* [Activity]: Show every line in the material below in which the string "failure" appears.

* [Records for the exercise]:
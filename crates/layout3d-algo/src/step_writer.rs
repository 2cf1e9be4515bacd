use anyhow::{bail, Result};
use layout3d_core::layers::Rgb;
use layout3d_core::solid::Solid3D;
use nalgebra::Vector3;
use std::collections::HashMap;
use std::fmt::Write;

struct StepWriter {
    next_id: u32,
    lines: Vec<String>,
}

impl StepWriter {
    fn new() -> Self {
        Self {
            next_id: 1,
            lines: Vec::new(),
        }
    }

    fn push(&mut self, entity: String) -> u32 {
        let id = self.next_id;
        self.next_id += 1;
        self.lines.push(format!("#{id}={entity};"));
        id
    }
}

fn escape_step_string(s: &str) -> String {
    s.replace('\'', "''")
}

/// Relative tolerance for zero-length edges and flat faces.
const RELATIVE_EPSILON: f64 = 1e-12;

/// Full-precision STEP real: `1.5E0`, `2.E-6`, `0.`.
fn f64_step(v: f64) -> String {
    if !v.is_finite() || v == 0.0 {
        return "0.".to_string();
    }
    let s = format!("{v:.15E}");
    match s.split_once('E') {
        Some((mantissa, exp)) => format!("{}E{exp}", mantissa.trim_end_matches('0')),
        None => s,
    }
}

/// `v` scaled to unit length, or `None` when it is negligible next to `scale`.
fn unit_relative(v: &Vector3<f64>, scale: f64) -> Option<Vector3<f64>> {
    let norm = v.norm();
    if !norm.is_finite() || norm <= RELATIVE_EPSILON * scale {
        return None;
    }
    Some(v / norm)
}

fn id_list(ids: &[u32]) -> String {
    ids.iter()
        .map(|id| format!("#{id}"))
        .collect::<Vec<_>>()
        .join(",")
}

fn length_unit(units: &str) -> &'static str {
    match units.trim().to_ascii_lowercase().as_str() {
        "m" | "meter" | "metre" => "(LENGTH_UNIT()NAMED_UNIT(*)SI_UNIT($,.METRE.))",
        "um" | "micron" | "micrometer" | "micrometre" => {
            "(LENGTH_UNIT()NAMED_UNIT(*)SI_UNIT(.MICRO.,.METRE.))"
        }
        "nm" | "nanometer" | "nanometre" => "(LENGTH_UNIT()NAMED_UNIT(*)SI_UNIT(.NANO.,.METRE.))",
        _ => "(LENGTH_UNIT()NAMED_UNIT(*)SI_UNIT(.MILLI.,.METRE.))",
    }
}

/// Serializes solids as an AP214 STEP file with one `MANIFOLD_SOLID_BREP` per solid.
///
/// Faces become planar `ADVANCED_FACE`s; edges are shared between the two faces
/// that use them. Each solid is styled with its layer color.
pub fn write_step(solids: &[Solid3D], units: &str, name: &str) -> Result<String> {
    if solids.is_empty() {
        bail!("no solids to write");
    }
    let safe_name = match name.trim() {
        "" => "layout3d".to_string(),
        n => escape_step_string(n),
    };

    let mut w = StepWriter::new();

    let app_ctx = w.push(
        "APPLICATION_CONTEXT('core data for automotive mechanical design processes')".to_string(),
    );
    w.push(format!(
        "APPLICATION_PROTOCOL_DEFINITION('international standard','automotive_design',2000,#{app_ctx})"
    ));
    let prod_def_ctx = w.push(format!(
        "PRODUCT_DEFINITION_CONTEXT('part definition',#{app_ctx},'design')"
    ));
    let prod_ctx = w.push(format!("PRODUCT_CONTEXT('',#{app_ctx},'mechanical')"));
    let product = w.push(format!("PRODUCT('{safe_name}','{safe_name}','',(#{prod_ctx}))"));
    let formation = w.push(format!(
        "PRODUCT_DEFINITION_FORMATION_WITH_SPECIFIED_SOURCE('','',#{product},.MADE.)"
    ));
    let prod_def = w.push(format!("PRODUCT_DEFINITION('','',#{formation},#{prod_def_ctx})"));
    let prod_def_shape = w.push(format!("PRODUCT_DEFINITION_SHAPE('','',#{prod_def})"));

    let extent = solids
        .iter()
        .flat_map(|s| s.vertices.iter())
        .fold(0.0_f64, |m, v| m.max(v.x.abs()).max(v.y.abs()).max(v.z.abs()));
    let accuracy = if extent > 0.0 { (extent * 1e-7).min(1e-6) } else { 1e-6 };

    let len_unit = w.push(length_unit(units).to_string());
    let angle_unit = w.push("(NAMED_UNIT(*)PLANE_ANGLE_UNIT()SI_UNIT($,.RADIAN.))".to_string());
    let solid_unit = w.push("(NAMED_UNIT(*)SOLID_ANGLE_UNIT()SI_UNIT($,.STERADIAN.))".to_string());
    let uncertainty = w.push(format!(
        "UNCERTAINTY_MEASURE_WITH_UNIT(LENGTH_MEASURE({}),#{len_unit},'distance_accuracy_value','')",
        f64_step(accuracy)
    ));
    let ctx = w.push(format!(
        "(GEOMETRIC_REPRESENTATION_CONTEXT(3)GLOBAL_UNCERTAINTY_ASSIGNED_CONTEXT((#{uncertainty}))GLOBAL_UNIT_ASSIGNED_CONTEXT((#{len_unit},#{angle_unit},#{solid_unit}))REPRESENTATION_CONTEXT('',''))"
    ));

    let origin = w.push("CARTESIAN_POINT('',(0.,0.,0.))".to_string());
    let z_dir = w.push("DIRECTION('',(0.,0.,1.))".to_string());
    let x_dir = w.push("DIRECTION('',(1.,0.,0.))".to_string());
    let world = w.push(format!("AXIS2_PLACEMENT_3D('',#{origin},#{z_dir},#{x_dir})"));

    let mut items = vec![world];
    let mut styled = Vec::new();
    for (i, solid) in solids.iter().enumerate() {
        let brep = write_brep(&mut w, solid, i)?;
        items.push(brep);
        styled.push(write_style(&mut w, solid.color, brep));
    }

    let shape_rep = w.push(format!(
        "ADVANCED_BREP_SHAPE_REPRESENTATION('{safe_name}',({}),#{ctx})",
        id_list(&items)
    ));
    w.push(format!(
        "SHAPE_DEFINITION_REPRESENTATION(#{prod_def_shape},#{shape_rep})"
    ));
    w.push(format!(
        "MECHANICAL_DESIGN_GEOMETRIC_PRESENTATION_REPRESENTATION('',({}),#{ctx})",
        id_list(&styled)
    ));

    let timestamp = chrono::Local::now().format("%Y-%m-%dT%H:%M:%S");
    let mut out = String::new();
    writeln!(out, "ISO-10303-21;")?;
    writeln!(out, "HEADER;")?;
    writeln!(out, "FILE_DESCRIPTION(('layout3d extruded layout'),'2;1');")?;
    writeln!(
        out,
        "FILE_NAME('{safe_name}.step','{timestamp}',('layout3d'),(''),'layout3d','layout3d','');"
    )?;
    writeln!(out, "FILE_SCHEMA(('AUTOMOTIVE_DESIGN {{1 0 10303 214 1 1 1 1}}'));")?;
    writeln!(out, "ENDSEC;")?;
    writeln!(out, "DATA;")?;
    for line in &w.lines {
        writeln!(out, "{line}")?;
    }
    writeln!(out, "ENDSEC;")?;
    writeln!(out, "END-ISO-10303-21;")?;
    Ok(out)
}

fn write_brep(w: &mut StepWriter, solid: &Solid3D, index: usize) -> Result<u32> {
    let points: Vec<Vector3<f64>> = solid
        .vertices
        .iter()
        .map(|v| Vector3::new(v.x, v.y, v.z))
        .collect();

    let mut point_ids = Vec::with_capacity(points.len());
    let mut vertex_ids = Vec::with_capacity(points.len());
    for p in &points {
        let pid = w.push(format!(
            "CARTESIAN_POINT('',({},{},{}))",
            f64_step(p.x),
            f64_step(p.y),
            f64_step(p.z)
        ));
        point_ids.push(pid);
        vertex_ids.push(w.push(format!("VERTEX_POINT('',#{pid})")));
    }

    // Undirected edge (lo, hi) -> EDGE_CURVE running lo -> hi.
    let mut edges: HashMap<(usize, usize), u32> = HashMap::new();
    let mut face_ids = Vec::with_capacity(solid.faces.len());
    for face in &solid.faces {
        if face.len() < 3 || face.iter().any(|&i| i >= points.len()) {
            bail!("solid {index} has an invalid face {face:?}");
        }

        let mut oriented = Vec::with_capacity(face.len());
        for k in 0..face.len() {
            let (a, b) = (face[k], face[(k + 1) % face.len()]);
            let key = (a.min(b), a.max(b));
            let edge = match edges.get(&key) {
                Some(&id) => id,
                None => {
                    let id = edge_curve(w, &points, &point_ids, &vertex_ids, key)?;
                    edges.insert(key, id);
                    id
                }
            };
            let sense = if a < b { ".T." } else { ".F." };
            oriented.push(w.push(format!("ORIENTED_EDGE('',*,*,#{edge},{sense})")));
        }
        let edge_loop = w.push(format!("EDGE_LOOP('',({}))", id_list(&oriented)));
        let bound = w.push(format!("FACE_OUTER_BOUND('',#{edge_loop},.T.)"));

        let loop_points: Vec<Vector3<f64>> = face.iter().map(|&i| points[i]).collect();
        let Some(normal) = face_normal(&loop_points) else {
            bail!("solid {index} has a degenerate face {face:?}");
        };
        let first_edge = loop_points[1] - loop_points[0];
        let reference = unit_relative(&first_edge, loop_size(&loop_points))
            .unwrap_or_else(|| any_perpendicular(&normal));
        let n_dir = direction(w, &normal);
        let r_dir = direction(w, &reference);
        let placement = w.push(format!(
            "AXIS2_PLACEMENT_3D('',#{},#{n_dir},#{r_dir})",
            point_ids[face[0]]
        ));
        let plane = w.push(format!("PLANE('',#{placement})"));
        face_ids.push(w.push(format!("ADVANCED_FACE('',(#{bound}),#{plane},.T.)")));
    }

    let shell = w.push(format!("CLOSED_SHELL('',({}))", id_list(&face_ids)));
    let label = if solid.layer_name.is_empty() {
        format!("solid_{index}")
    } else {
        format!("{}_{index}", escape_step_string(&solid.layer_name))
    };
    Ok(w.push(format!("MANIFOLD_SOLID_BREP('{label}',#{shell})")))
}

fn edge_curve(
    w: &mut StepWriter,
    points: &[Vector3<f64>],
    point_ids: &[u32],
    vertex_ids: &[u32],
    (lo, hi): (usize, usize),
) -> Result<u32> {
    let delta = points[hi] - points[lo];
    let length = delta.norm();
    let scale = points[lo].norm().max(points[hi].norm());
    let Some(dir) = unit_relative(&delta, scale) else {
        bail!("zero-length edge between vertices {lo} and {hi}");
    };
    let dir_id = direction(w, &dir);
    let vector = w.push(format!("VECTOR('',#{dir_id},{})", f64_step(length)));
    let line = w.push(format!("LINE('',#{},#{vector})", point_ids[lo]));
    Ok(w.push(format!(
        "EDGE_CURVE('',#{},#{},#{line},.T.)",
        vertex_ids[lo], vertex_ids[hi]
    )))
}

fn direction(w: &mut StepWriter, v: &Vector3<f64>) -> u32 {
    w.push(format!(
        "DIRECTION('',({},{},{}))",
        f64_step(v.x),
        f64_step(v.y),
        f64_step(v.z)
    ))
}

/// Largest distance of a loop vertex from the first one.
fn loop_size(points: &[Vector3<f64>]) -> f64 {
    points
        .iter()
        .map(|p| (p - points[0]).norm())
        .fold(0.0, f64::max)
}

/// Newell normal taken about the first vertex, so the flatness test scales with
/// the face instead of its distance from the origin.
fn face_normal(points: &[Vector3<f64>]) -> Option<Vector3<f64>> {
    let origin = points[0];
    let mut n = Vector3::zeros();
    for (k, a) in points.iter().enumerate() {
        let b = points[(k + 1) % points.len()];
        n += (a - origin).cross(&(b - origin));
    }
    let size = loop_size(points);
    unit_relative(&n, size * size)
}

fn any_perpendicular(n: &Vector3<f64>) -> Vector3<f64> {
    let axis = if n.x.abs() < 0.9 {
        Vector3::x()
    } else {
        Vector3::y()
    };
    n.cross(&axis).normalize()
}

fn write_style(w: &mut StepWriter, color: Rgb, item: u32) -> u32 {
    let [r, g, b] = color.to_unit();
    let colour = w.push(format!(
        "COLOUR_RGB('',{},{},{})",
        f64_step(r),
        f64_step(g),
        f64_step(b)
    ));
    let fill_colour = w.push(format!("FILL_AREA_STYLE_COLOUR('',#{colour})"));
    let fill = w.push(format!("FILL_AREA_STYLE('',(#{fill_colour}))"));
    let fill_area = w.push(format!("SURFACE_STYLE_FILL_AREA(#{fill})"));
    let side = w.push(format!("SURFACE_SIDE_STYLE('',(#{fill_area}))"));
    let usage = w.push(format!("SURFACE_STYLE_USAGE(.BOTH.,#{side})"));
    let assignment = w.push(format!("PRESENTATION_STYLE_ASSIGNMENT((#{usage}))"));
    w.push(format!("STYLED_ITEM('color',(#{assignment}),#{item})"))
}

==

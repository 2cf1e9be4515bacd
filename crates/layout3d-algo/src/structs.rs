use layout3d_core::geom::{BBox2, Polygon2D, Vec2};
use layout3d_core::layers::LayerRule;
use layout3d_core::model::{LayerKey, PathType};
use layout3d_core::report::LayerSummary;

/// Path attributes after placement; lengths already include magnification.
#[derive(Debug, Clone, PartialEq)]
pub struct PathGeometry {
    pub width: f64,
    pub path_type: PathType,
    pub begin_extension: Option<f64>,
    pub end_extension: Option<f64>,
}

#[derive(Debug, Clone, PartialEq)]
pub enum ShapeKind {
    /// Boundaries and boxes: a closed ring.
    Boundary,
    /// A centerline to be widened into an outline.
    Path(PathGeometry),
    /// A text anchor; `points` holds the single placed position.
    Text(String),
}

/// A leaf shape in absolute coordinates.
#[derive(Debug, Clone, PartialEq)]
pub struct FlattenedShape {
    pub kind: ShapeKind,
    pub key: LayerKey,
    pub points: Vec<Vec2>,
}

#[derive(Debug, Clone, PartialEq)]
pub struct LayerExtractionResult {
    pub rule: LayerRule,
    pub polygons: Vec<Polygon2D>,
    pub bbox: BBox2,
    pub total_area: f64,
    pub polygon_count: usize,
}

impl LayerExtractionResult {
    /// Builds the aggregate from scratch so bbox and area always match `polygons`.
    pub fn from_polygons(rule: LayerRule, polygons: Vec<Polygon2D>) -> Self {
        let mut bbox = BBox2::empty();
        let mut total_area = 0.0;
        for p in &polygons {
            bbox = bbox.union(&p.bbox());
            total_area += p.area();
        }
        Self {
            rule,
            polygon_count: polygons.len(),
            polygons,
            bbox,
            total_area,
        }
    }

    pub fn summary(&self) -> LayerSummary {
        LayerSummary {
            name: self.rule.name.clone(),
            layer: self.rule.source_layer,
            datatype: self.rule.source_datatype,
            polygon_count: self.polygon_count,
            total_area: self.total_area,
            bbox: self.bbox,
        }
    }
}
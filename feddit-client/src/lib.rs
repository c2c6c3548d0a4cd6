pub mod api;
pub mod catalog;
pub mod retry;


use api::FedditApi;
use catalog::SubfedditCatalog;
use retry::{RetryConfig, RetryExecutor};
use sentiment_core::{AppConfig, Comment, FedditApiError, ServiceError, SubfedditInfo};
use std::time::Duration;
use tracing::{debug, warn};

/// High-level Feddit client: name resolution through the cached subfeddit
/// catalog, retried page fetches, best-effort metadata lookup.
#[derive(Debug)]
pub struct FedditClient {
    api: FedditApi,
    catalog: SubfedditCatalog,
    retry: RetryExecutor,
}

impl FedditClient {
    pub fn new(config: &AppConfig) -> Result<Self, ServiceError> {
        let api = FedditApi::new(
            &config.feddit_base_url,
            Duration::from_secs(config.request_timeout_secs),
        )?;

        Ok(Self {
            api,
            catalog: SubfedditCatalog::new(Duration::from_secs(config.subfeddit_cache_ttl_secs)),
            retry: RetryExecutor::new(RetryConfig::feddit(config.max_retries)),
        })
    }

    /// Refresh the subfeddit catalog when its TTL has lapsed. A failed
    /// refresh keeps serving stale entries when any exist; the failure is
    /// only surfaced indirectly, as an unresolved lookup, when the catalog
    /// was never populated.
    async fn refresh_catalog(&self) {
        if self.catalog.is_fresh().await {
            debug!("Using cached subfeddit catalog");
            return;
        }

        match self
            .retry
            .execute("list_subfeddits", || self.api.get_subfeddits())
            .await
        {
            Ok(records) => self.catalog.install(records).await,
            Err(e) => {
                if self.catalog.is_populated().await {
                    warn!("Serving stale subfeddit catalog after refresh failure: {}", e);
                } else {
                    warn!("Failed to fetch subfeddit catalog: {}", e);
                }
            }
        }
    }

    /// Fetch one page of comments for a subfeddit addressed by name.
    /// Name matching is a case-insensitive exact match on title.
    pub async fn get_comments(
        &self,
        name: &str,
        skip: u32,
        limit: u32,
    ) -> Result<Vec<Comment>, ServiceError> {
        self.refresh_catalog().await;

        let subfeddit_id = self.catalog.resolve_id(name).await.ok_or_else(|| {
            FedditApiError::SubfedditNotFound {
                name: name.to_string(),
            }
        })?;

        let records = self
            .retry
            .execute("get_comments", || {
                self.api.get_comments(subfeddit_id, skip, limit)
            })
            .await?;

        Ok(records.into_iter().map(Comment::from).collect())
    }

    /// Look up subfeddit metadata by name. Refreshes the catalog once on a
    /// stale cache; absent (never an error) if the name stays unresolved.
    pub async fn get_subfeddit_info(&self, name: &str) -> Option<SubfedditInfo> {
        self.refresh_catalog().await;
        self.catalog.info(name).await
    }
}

==

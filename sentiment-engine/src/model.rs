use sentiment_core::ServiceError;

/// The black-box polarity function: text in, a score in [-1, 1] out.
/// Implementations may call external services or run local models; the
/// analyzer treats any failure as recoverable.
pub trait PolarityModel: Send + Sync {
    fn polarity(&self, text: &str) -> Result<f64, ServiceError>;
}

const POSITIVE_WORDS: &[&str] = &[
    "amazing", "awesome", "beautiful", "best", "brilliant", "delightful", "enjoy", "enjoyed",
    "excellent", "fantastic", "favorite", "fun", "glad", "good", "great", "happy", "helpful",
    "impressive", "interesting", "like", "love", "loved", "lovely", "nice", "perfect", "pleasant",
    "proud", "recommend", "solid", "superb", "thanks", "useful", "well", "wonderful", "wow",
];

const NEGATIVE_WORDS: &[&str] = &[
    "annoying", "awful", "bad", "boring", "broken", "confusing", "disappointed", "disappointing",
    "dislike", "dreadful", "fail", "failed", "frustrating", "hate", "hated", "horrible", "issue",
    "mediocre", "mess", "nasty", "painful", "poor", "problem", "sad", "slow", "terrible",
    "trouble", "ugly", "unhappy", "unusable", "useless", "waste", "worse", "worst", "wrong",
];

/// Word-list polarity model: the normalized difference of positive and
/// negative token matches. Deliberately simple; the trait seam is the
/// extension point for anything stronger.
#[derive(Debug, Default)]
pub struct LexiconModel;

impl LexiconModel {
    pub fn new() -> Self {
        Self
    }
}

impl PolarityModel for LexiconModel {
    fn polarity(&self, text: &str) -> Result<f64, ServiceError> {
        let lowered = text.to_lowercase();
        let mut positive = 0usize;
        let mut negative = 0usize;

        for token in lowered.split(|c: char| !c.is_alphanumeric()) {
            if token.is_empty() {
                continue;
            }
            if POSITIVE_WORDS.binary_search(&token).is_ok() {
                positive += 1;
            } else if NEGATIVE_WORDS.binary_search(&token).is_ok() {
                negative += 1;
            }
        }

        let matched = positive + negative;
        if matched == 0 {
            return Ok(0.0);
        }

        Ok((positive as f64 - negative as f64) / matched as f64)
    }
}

* [Output]:
    /// refresh keeps serving stale entries when any exist; the failure is
                    warn!("Serving stale subfeddit catalog after refresh failure: {}", e);
/// analyzer treats any failure as recoverable.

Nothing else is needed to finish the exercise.